Only the lines holding "engine" are wanted; find them in the listing and return each one.

%%

//! Configuration validation

use std::collections::HashSet;

use tracing::debug;

use crate::error::{CadenceError, ConfigError, Result};

use super::types::Config;

/// Check a loaded configuration for values the engine cannot work with
pub fn validate_config(config: &Config) -> Result<()> {
    debug!("validating configuration");
    check_tag_format("versioning.tag_format", &config.versioning.tag_format)?;

    if config.changelog.file.as_os_str().is_empty() {
        return Err(invalid("changelog.file", "file cannot be empty"));
    }
    if let Some(url) = &config.changelog.repository_url {
        if url.ends_with('/') {
            return Err(invalid("changelog.repository_url", "must not end with '/'"));
        }
    }
    if config.engine.max_pr_commits == 0 {
        return Err(invalid("engine.max_pr_commits", "must be at least 1"));
    }

    let mut seen = HashSet::new();
    for (i, package) in config.packages.iter().enumerate() {
        let field = format!("packages[{}]", i);
        if package.name.is_empty() {
            return Err(invalid(format!("{}.name", field), "package name cannot be empty"));
        }
        if !seen.insert(package.name.as_str()) {
            return Err(invalid(
                format!("{}.name", field),
                format!("duplicate package name '{}'", package.name),
            ));
        }
        if let Some(format) = &package.tag_format {
            check_tag_format(&format!("{}.tag_format", field), format)?;
        }
    }

    debug!(packages = config.packages.len(), "configuration valid");
    Ok(())
}

fn check_tag_format(field: &str, format: &str) -> Result<()> {
    if format.contains("{version}") {
        Ok(())
    } else {
        Err(invalid(field, "must contain {version} placeholder"))
    }
}

fn invalid(field: impl Into<String>, message: impl Into<String>) -> CadenceError {
    ConfigError::InvalidValue {
        field: field.into(),
        message: message.into(),
    }
    .into()
}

%%

(EXERCISE SOLUTION)
/// Check a loaded configuration for values the engine cannot work with
    if config.engine.max_pr_commits == 0 {
        return Err(invalid("engine.max_pr_commits", "must be at least 1"));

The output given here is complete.